Records for the task -
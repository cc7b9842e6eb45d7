/// Store error type shared by every persistence backend
///
/// Backends translate their native failures into [`StoreError`] so the auth
/// flow can tell a uniqueness conflict apart from an I/O failure without
/// knowing which store is behind the trait object.

/// Error type for credential, task and session store operations
#[derive(Debug, thiserror::Error)]
pub enum StoreError {
    /// A user with the same normalized email already exists
    #[error("A user with this email already exists")]
    DuplicateEmail,

    /// Database query or connection failure
    #[error("Database error: {0}")]
    Database(sqlx::Error),
}

impl From<sqlx::Error> for StoreError {
    fn from(err: sqlx::Error) -> Self {
        match err {
            sqlx::Error::Database(ref db_err) if db_err.is_unique_violation() => {
                match db_err.constraint() {
                    Some(constraint) if constraint.contains("email") => StoreError::DuplicateEmail,
                    _ => StoreError::Database(err),
                }
            }
            _ => StoreError::Database(err),
        }
    }
}

impl StoreError {
    /// Returns true if this error is a uniqueness conflict on the email column
    pub fn is_duplicate_email(&self) -> bool {
        matches!(self, StoreError::DuplicateEmail)
    }
}

#[cfg(test)]
mod tests {
    use super::*;

    #[test]
    fn test_row_not_found_is_database_error() {
        let err = StoreError::from(sqlx::Error::RowNotFound);
        assert!(matches!(err, StoreError::Database(_)));
        assert!(!err.is_duplicate_email());
    }

    #[test]
    fn test_error_display() {
        assert_eq!(
            StoreError::DuplicateEmail.to_string(),
            "A user with this email already exists"
        );
    }
}
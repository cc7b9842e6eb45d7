/// Database layer
///
/// # Modules
///
/// - `pool`: PostgreSQL connection pool with health checks
/// - `migrations`: embedded schema migrations
/// - `memory`: in-memory store implementations
///
/// [`Stores`] bundles one implementation of each store trait so the web
/// layer can be wired against PostgreSQL or memory without knowing which.
///
/// # Example
///
/// ```no_run
/// use taskgate_shared::db::{pool::{create_pool, DatabaseConfig}, Stores};
///
/// # async fn example() -> Result<(), Box<dyn std::error::Error>> {
/// let pool = create_pool(DatabaseConfig {
///     url: std::env::var("DATABASE_URL")?,
///     ..Default::default()
/// })
/// .await?;
///
/// let stores = Stores::postgres(pool);
/// # Ok(())
/// # }
/// ```

pub mod memory;
pub mod migrations;
pub mod pool;

use sqlx::PgPool;
use std::sync::Arc;

use crate::error::StoreError;
use crate::models::{
    session::{PgSessionStore, SessionStore},
    task::{PgTaskStore, TaskStore},
    user::{PgUserStore, UserStore},
};

/// One handle per store, cheap to clone
#[derive(Clone)]
pub struct Stores {
    pub users: Arc<dyn UserStore>,
    pub tasks: Arc<dyn TaskStore>,
    pub sessions: Arc<dyn SessionStore>,

    /// Present when backed by PostgreSQL
    pub pool: Option<PgPool>,
}

impl Stores {
    /// PostgreSQL stores sharing one pool
    pub fn postgres(pool: PgPool) -> Self {
        Self {
            users: Arc::new(PgUserStore::new(pool.clone())),
            tasks: Arc::new(PgTaskStore::new(pool.clone())),
            sessions: Arc::new(PgSessionStore::new(pool.clone())),
            pool: Some(pool),
        }
    }

    /// Fresh, empty in-memory stores
    pub fn in_memory() -> Self {
        Self {
            users: Arc::new(memory::MemoryUserStore::new()),
            tasks: Arc::new(memory::MemoryTaskStore::new()),
            sessions: Arc::new(memory::MemorySessionStore::new()),
            pool: None,
        }
    }

    /// Checks the backing database, if any
    pub async fn health_check(&self) -> Result<(), StoreError> {
        match &self.pool {
            Some(pool) => Ok(pool::health_check(pool).await?),
            None => Ok(()),
        }
    }
}
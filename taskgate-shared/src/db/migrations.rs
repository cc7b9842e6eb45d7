/// Schema migrations
///
/// The SQL files under the workspace `migrations/` directory are embedded at
/// compile time and applied at startup. Each file is `{version}_{name}.sql`.

use sqlx::postgres::PgPool;
use tracing::{error, info};

static MIGRATOR: sqlx::migrate::Migrator = sqlx::migrate!("../migrations");

/// Applies every pending migration
///
/// # Errors
///
/// Returns an error if a migration fails or a previously applied migration
/// was modified.
pub async fn run_migrations(pool: &PgPool) -> Result<(), sqlx::migrate::MigrateError> {
    info!(
        available = MIGRATOR.iter().count(),
        "Running database migrations"
    );

    MIGRATOR.run(pool).await.map_err(|e| {
        error!(error = %e, "Migration failed");
        e
    })?;

    info!("Database schema is up to date");
    Ok(())
}

/// Versions of the embedded migrations, oldest first
pub fn embedded_versions() -> Vec<i64> {
    MIGRATOR.iter().map(|m| m.version).collect()
}
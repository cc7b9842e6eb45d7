/// Authentication
///
/// # Modules
///
/// - [`password`]: Argon2id hashing and verification
/// - [`session`]: session tokens, resolution and expiry
/// - [`flow`]: registration and login built on the two above
///
/// # Example
///
/// ```no_run
/// use std::sync::Arc;
/// use taskgate_shared::auth::{flow::{AuthFlow, LoginInput}, session::SessionManager};
/// use taskgate_shared::db::Stores;
///
/// # async fn example() -> Result<(), Box<dyn std::error::Error>> {
/// let stores = Stores::in_memory();
/// let sessions = SessionManager::new(stores.sessions.clone(), 3600);
/// let auth = AuthFlow::new(stores.users.clone(), sessions);
///
/// let (identity, token) = auth
///     .login(LoginInput { email: "u@x.com".into(), password: "p1".into() })
///     .await?;
/// # Ok(())
/// # }
/// ```

pub mod flow;
pub mod password;
pub mod session;
/// Session lifecycle: issue, resolve, destroy
///
/// # Tokens
///
/// - **Format**: `tg_{43 chars}` (prefix + 43 random base62 chars, ~256 bits)
/// - **Storage**: only the SHA-256 hex digest of the token is persisted
/// - **Lifetime**: fixed TTL from creation; activity does not extend it
///
/// Resolution fails open: a missing, malformed, unknown, expired or anonymous
/// token resolves to `None`. Only store I/O failures are errors.
///
/// # Example
///
/// ```
/// use std::sync::Arc;
/// use taskgate_shared::auth::session::SessionManager;
/// use taskgate_shared::db::memory::MemorySessionStore;
/// use taskgate_shared::models::session::Identity;
///
/// # async fn example() -> Result<(), taskgate_shared::error::StoreError> {
/// let sessions = SessionManager::new(Arc::new(MemorySessionStore::new()), 3600);
/// let identity = Identity { email: "u@x.com".into(), role: "admin".into() };
///
/// let token = sessions.create(identity.clone()).await?;
/// assert_eq!(sessions.resolve(token.as_str()).await?, Some(identity));
///
/// sessions.destroy(token.as_str()).await?;
/// assert_eq!(sessions.resolve(token.as_str()).await?, None);
/// # Ok(())
/// # }
/// ```

use chrono::{Duration, Utc};
use rand::Rng;
use sha2::{Digest, Sha256};
use std::fmt;
use std::sync::Arc;
use tokio_util::sync::CancellationToken;

use crate::error::StoreError;
use crate::models::session::{Flash, Identity, SessionRecord, SessionStore};

const TOKEN_PREFIX: &str = "tg_";
const TOKEN_RANDOM_LENGTH: usize = 43;
const CHARSET: &[u8] = b"ABCDEFGHIJKLMNOPQRSTUVWXYZabcdefghijklmnopqrstuvwxyz0123456789";

/// Total length of a session token
pub const TOKEN_LENGTH: usize = TOKEN_PREFIX.len() + TOKEN_RANDOM_LENGTH;

/// Default session lifetime in seconds
pub const DEFAULT_TTL_SECONDS: i64 = 3600;

/// Opaque session token handed to the client
#[derive(Clone, PartialEq, Eq)]
pub struct SessionToken(String);

impl SessionToken {
    fn generate() -> Self {
        let mut rng = rand::thread_rng();
        let random: String = (0..TOKEN_RANDOM_LENGTH)
            .map(|_| CHARSET[rng.gen_range(0..CHARSET.len())] as char)
            .collect();

        Self(format!("{}{}", TOKEN_PREFIX, random))
    }

    pub fn as_str(&self) -> &str {
        &self.0
    }

    pub fn into_string(self) -> String {
        self.0
    }
}

// Keep tokens out of logs
impl fmt::Debug for SessionToken {
    fn fmt(&self, f: &mut fmt::Formatter<'_>) -> fmt::Result {
        f.write_str("SessionToken(..)")
    }
}

/// Checks prefix, length and alphabet of a client-supplied token
pub fn validate_token_format(token: &str) -> bool {
    token.len() == TOKEN_LENGTH
        && token
            .strip_prefix(TOKEN_PREFIX)
            .is_some_and(|random| random.bytes().all(|b| b.is_ascii_alphanumeric()))
}

/// Hex SHA-256 digest used as the storage key
pub fn hash_token(token: &str) -> String {
    hex::encode(Sha256::digest(token.as_bytes()))
}

/// Issues and resolves sessions over a [`SessionStore`]
#[derive(Clone)]
pub struct SessionManager {
    store: Arc<dyn SessionStore>,
    ttl: Duration,
}

impl SessionManager {
    /// Creates a manager whose sessions live `ttl_seconds`
    pub fn new(store: Arc<dyn SessionStore>, ttl_seconds: i64) -> Self {
        Self {
            store,
            ttl: Duration::seconds(ttl_seconds),
        }
    }

    async fn start(
        &self,
        identity: Option<Identity>,
        flash: Vec<Flash>,
    ) -> Result<SessionToken, StoreError> {
        let token = SessionToken::generate();
        let now = Utc::now();

        self.store
            .insert(SessionRecord {
                id_hash: hash_token(token.as_str()),
                identity,
                flash,
                created_at: now,
                expires_at: now + self.ttl,
            })
            .await?;

        Ok(token)
    }

    /// Creates an authenticated session bound to `identity`
    pub async fn create(&self, identity: Identity) -> Result<SessionToken, StoreError> {
        let email = identity.email.clone();
        let token = self.start(Some(identity), Vec::new()).await?;

        tracing::info!(email = %email, "Session created");
        Ok(token)
    }

    /// Resolves a token to the identity it was created for
    pub async fn resolve(&self, token: &str) -> Result<Option<Identity>, StoreError> {
        if !validate_token_format(token) {
            return Ok(None);
        }

        let record = self
            .store
            .find_active(&hash_token(token), Utc::now())
            .await?;

        Ok(record.and_then(|record| record.identity))
    }

    /// Destroys a session; unknown or malformed tokens are ignored
    pub async fn destroy(&self, token: &str) -> Result<(), StoreError> {
        if !validate_token_format(token) {
            return Ok(());
        }

        self.store.delete(&hash_token(token)).await?;
        tracing::debug!("Session destroyed");
        Ok(())
    }

    /// Queues a flash message
    ///
    /// When `token` does not name a live session, an anonymous session holding
    /// the message is started and its token returned so the caller can set the
    /// cookie. Returns `None` when the existing session was used.
    pub async fn flash(
        &self,
        token: Option<&str>,
        flash: Flash,
    ) -> Result<Option<SessionToken>, StoreError> {
        if let Some(token) = token.filter(|t| validate_token_format(t)) {
            if self
                .store
                .push_flash(&hash_token(token), flash.clone(), Utc::now())
                .await?
            {
                return Ok(None);
            }
        }

        self.start(None, vec![flash]).await.map(Some)
    }

    /// Drains the pending flash messages of a session
    pub async fn take_flashes(&self, token: &str) -> Result<Vec<Flash>, StoreError> {
        if !validate_token_format(token) {
            return Ok(Vec::new());
        }

        self.store.take_flashes(&hash_token(token), Utc::now()).await
    }

    /// Deletes expired sessions
    pub async fn purge_expired(&self) -> Result<u64, StoreError> {
        self.store.purge_expired(Utc::now()).await
    }
}

/// Periodically purges expired sessions until `shutdown` is cancelled
///
/// Purge failures are logged and retried on the next tick.
pub async fn run_reaper(
    sessions: SessionManager,
    interval: std::time::Duration,
    shutdown: CancellationToken,
) {
    let mut ticker = tokio::time::interval(interval);
    ticker.set_missed_tick_behavior(tokio::time::MissedTickBehavior::Delay);

    tracing::info!(interval_secs = interval.as_secs(), "Session reaper started");

    loop {
        tokio::select! {
            _ = shutdown.cancelled() => {
                tracing::info!("Session reaper stopped");
                return;
            }
            _ = ticker.tick() => {
                match sessions.purge_expired().await {
                    Ok(0) => {}
                    Ok(purged) => tracing::info!(purged, "Purged expired sessions"),
                    Err(e) => tracing::warn!(error = %e, "Failed to purge expired sessions"),
                }
            }
        }
    }
}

Prompt -
Filter the data for the string "exists". Copy each matching line.

Output of the task -
    /// A user with the same normalized email already exists
    #[error("A user with this email already exists")]
            "A user with this email already exists"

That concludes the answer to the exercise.